[[ Input material, beginning ]]
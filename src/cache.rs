// swarm-autoscaler: TTL'd in-memory cache
//
// Backs the resolved peer list (TTL = half the control interval) and the
// cluster node count (TTL = 30s). Read-mostly; a single mutex is enough.

use std::collections::HashMap;
use std::time::{Duration, Instant};

use parking_lot::Mutex;

struct Entry<T> {
    value: T,
    expires_at: Instant,
}

/// A small string-keyed cache where every entry carries its own TTL.
pub struct TtlCache<T> {
    inner: Mutex<HashMap<String, Entry<T>>>,
}

impl<T: Clone> TtlCache<T> {
    pub fn new() -> Self {
        Self {
            inner: Mutex::new(HashMap::new()),
        }
    }

    /// Returns the cached value, dropping it first if it has expired.
    pub fn get(&self, key: &str) -> Option<T> {
        let mut inner = self.inner.lock();
        match inner.get(key) {
            Some(entry) if entry.expires_at > Instant::now() => Some(entry.value.clone()),
            Some(_) => {
                inner.remove(key);
                None
            }
            None => None,
        }
    }

    /// Stores the value and hands it back so callers can cache-and-return.
    pub fn set(&self, key: &str, value: T, ttl: Duration) -> T {
        let mut inner = self.inner.lock();
        inner.insert(
            key.to_string(),
            Entry {
                value: value.clone(),
                expires_at: Instant::now() + ttl,
            },
        );
        value
    }

    pub fn invalidate(&self, key: &str) {
        self.inner.lock().remove(key);
    }
}

impl<T: Clone> Default for TtlCache<T> {
    fn default() -> Self {
        Self::new()
    }
}
// swarm-autoscaler: Error types

use thiserror::Error;

/// Autoscaler result type
pub type Result<T> = std::result::Result<T, AutoscalerError>;

/// Autoscaler error types
#[derive(Debug, Error)]
pub enum AutoscalerError {
    #[error("Swarm API error: {0}")]
    Swarm(#[from] bollard::errors::Error),

    #[error("Service {0} is not in replicated mode")]
    NotReplicated(String),

    #[error("Invalid scaling bounds for service {service}: min={min} max={max} low={low} high={high}")]
    InvalidBounds {
        service: String,
        min: u64,
        max: u64,
        low: f64,
        high: f64,
    },

    #[error("Replica update for {service} still rejected after {attempts} attempts: {message}")]
    UpdateConflict {
        service: String,
        attempts: u32,
        message: String,
    },

    #[error("Discovery error: {0}")]
    Discovery(String),

    #[error("Event store error: {0}")]
    EventStore(String),

    #[error("Storage error: {0}")]
    Storage(#[from] sled::Error),

    #[error("Serialization error: {0}")]
    Serialization(#[from] serde_json::Error),

    #[error("Configuration error: {0}")]
    Config(String),

    #[error("Lock error: {0}")]
    Lock(String),
}

/// Whether a swarm error is one of the transient update conflicts the
/// orchestrator raises when two writers race on the same service spec.
pub fn is_update_conflict(err: &bollard::errors::Error) -> bool {
    let msg = err.to_string().to_lowercase();
    msg.contains("update out of sequence") || msg.contains("update in progress")
}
[[ Input material, end ]]
* **Problem details**
Which lines in the listing have the string "TtlCache"? Pick them out and copy them.

* **Written answer**
pub struct TtlCache<T> {
impl<T: Clone> TtlCache<T> {
impl<T: Clone> Default for TtlCache<T> {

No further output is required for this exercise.